2021-11-10 03:16     BY Tony Wong    Comment:0

The local government is launching a 45-day public consultation today on the setting-up of a new legal system to attract non-local talents from all over the world, such as Nobel prize and Olympic medal winners, with the aim of supporting its drive to build a more diversified local economy.

Similar to the government’s current specialist immigration scheme – which has been in force since 2005, the government is now proposing that the new talents programme will grant temporary residency to particularly gifted people ready to move to Macau. 

The current specialist immigration scheme, which is run by the Macau Trade and Investment Promotion Institute (IPIM), grants temporary residency to non-locals who are managers, specialists or other kinds of professionals and have been hired by local employers.

The proposed programme, which was announced yesterday, also aims to support Macau’s development of four new sectors, namely “big health”, modern finance, cutting-edge technology, and culture and sports.

The proposed talents scheme consists of three categories of talents, namely High-end Talents Programme, Excellent Talents Programme, and High-class Professionals Programme.

The government is proposing that the High-end Talents Programme will include Nobel prize winners and Olympic medallists.

A press conference about the public consultation was held yesterday at the World Trade Centre Macau in Nape. The public consultation will end on December 24. A public session will be held on November 22 on the fifth floor of the World Trade Centre Macau. In addition, three sessions for representatives from community associations, public entities and government-appointed consultative bodies will be held during the consultation period.

The press conference was hosted by Secretary for Social Affairs and Culture Elsie Ao Ieong U, who is the vice-chairperson of the government’s Talents Development Committee, which Chief Executive Ho Iat Seng chairs.

The Talents Development Committee, which was established in 2014, is a government-appointed consultative body tasked with advising the government on measures to promote the training of talents and highly-qualified professionals in Macau. The committee consists of senior government officials, as well as distinguished individuals from civil society appointed by the chief executive.

Addressing yesterday’s press conference, Ao Ieong underlined that promoting adequate economic diversification is an important task demanded by the central government for Macau.
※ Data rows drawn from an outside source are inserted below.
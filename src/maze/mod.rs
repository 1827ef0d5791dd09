//! # Maze
//!
//! A static grid the robot controller problem is scored against. Cells are encoded as
//!
//! | code | cell |
//! |------|------|
//! | 0 | empty |
//! | 1 | wall |
//! | 2 | start |
//! | 3 | route |
//! | 4 | goal |
//!
//! Coordinates are `(x, y)` with `x` the column and `y` the row. Anything outside the
//! grid reads as a wall, each axis checked against its own extent.
//!
//! ## Example
//!
//! ```rust
//! use gaze::maze::{Cell, Maze, Position};
//!
//! let maze = Maze::new(vec![
//!     vec![2, 3, 1],
//!     vec![0, 3, 4],
//! ])
//! .unwrap();
//!
//! assert_eq!(maze.starting_position(), Position::new(0, 0));
//! assert_eq!(maze.position_value(2, 1), Cell::Goal);
//! assert!(maze.is_wall(3, 0));
//! assert_eq!(maze.score_route(&[Position::new(1, 0), Position::new(1, 0)]), 1);
//! ```

use std::collections::HashSet;
use std::fmt;
use std::sync::OnceLock;

use tracing::warn;

use crate::error::{GeneticError, Result};

mod challenge;
mod robot;

pub use challenge::{MazeChallenge, DEFAULT_MAX_MOVES};
pub use robot::{Action, Heading, Robot, RouteStep, StopReason, SENSOR_STATES};

/// Start used when a grid has no start cell. On grids narrower than nine columns it lies
/// outside the grid, and the robot's first eastward step clamps it to the last column.
pub const FALLBACK_START: Position = Position { x: 8, y: 0 };

#[cfg_attr(feature = "serde", derive(serde::Serialize, serde::Deserialize))]
#[derive(Debug, Clone, Copy, PartialEq, Eq, Hash)]
#[repr(u8)]
pub enum Cell {
    Empty = 0,
    Wall = 1,
    Start = 2,
    Route = 3,
    Goal = 4,
}

impl TryFrom<u8> for Cell {
    type Error = GeneticError;

    fn try_from(code: u8) -> Result<Self> {
        match code {
            0 => Ok(Cell::Empty),
            1 => Ok(Cell::Wall),
            2 => Ok(Cell::Start),
            3 => Ok(Cell::Route),
            4 => Ok(Cell::Goal),
            other => Err(GeneticError::Configuration(format!(
                "Unknown maze cell code {}",
                other
            ))),
        }
    }
}

#[cfg_attr(feature = "serde", derive(serde::Serialize, serde::Deserialize))]
#[derive(Debug, Clone, Copy, PartialEq, Eq, Hash)]
pub struct Position {
    pub x: usize,
    pub y: usize,
}

impl Position {
    pub const fn new(x: usize, y: usize) -> Self {
        Self { x, y }
    }
}

impl fmt::Display for Position {
    fn fmt(&self, f: &mut fmt::Formatter<'_>) -> fmt::Result {
        write!(f, "({}, {})", self.x, self.y)
    }
}

#[derive(Debug, Clone)]
pub struct Maze {
    cells: Vec<Vec<Cell>>,
    width: usize,
    start: OnceLock<Position>,
}

impl Maze {
    /// Builds a maze from rows of cell codes.
    ///
    /// # Errors
    ///
    /// Returns `Configuration` if the grid is empty, not rectangular, or holds a code
    /// outside `0..=4`.
    pub fn new(grid: Vec<Vec<u8>>) -> Result<Self> {
        let width = grid.first().map_or(0, Vec::len);
        if width == 0 {
            return Err(GeneticError::Configuration(
                "Maze needs at least one row and one column".to_string(),
            ));
        }

        let cells = grid
            .into_iter()
            .enumerate()
            .map(|(y, row)| {
                if row.len() != width {
                    return Err(GeneticError::Configuration(format!(
                        "Maze row {} has {} cells, expected {}",
                        y,
                        row.len(),
                        width
                    )));
                }
                row.into_iter().map(Cell::try_from).collect::<Result<Vec<Cell>>>()
            })
            .collect::<Result<Vec<Vec<Cell>>>>()?;

        Ok(Self {
            cells,
            width,
            start: OnceLock::new(),
        })
    }

    pub fn width(&self) -> usize {
        self.width
    }

    pub fn height(&self) -> usize {
        self.cells.len()
    }

    /// Largest valid `x`.
    pub fn max_x(&self) -> usize {
        self.width - 1
    }

    /// Largest valid `y`.
    pub fn max_y(&self) -> usize {
        self.cells.len() - 1
    }

    /// First start cell in row-major order, looked up once and cached.
    /// Falls back to [`FALLBACK_START`] if the grid has none.
    pub fn starting_position(&self) -> Position {
        *self.start.get_or_init(|| {
            self.positions_of(Cell::Start).next().unwrap_or_else(|| {
                warn!(fallback = %FALLBACK_START, "maze has no start cell");
                FALLBACK_START
            })
        })
    }

    /// Cell at `(x, y)`. Out-of-bounds coordinates read as [`Cell::Wall`].
    pub fn position_value(&self, x: isize, y: isize) -> Cell {
        let (Ok(x), Ok(y)) = (usize::try_from(x), usize::try_from(y)) else {
            return Cell::Wall;
        };
        self.cells
            .get(y)
            .and_then(|row| row.get(x))
            .copied()
            .unwrap_or(Cell::Wall)
    }

    pub fn is_wall(&self, x: isize, y: isize) -> bool {
        self.position_value(x, y) == Cell::Wall
    }

    /// Number of route cells, the best score a route can reach.
    pub fn route_cell_count(&self) -> usize {
        self.positions_of(Cell::Route).count()
    }

    /// Counts the distinct route cells visited by `route`. Revisits score nothing.
    pub fn score_route(&self, route: &[Position]) -> usize {
        route
            .iter()
            .filter(|p| self.cell_at(**p) == Cell::Route)
            .collect::<HashSet<_>>()
            .len()
    }

    fn cell_at(&self, position: Position) -> Cell {
        self.cells
            .get(position.y)
            .and_then(|row| row.get(position.x))
            .copied()
            .unwrap_or(Cell::Wall)
    }

    fn positions_of(&self, wanted: Cell) -> impl Iterator<Item = Position> + '_ {
        self.cells.iter().enumerate().flat_map(move |(y, row)| {
            row.iter()
                .enumerate()
                .filter(move |(_, cell)| **cell == wanted)
                .map(move |(x, _)| Position::new(x, y))
        })
    }
}

#[cfg(test)]
pub(crate) mod tests {
    use super::*;

    /// 9×9 maze with 29 route cells, start at (8, 0) and goal at (8, 8).
    pub(crate) fn reference_maze() -> Maze {
        Maze::new(vec![
            vec![0, 0, 0, 0, 1, 0, 1, 3, 2],
            vec![1, 0, 1, 1, 1, 0, 1, 3, 1],
            vec![1, 0, 0, 1, 3, 3, 3, 3, 1],
            vec![3, 3, 3, 1, 3, 1, 1, 0, 1],
            vec![3, 1, 3, 3, 3, 1, 1, 0, 0],
            vec![3, 3, 1, 1, 1, 1, 0, 1, 1],
            vec![1, 3, 0, 1, 3, 3, 3, 3, 3],
            vec![0, 3, 1, 1, 3, 1, 0, 1, 3],
            vec![1, 3, 3, 3, 3, 1, 1, 1, 4],
        ])
        .unwrap()
    }

    #[test]
    fn test_reference_maze_layout() {
        let maze = reference_maze();

        assert_eq!(maze.starting_position(), Position::new(8, 0));
        assert_eq!(maze.position_value(8, 8), Cell::Goal);
        assert_eq!(maze.route_cell_count(), 29);
        assert_eq!((maze.max_x(), maze.max_y()), (8, 8));
    }

    #[test]
    fn test_out_of_bounds_is_wall() {
        let maze = reference_maze();

        assert!(maze.is_wall(-1, 0));
        assert!(maze.is_wall(0, -1));
        assert!(maze.is_wall(9, 0));
        assert!(maze.is_wall(0, 9));
        assert!(!maze.is_wall(0, 0));
    }

    #[test]
    fn test_bounds_use_each_axis() {
        // Three columns, one row: (2, 0) is inside even though 2 >= height.
        let maze = Maze::new(vec![vec![2, 0, 3]]).unwrap();

        assert_eq!(maze.position_value(2, 0), Cell::Route);
        assert!(maze.is_wall(0, 1));
        assert!(maze.is_wall(3, 0));
        assert_eq!((maze.max_x(), maze.max_y()), (2, 0));
    }

    #[test]
    fn test_missing_start_falls_back() {
        let maze = Maze::new(vec![vec![0, 3], vec![1, 4]]).unwrap();
        assert_eq!(maze.starting_position(), FALLBACK_START);
    }

    #[test]
    fn test_score_route_counts_distinct_route_cells() {
        let maze = reference_maze();
        let a = Position::new(7, 0);
        let b = Position::new(7, 1);
        let start = Position::new(8, 0);

        assert_eq!(maze.score_route(&[a, a, b]), maze.score_route(&[a, b]));
        assert_eq!(maze.score_route(&[a, b]), 2);
        assert_eq!(maze.score_route(&[start, a, start, a]), 1);
        assert_eq!(maze.score_route(&[]), 0);
    }

    #[test]
    fn test_invalid_grids_rejected() {
        assert!(matches!(Maze::new(Vec::new()), Err(GeneticError::Configuration(_))));
        assert!(Maze::new(vec![Vec::new()]).is_err());
        assert!(Maze::new(vec![vec![0, 0], vec![0]]).is_err());
        assert!(Maze::new(vec![vec![0, 5]]).is_err());
    }
}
The General Plan of the Development of the Guangdong-Macau In-depth Cooperation Zone in Hengqin stipulates that the development of Hengqin aims to serve Macau’s drive to develop an adequately diversified economy, the policy secretary noted.

Ao Ieong acknowledged that Macau’s economy is heavily reliant on just a few sectors, adding that the city’s economic diversification drive should be promoted in a gradual way and in phases. She said that with the development of Hengqin’s Guangdong-Macau In-depth Cooperation Zone, Macau will have the potential to develop four new sectors, namely “big health”, modern finance, cutting-edge technology, and culture and sports.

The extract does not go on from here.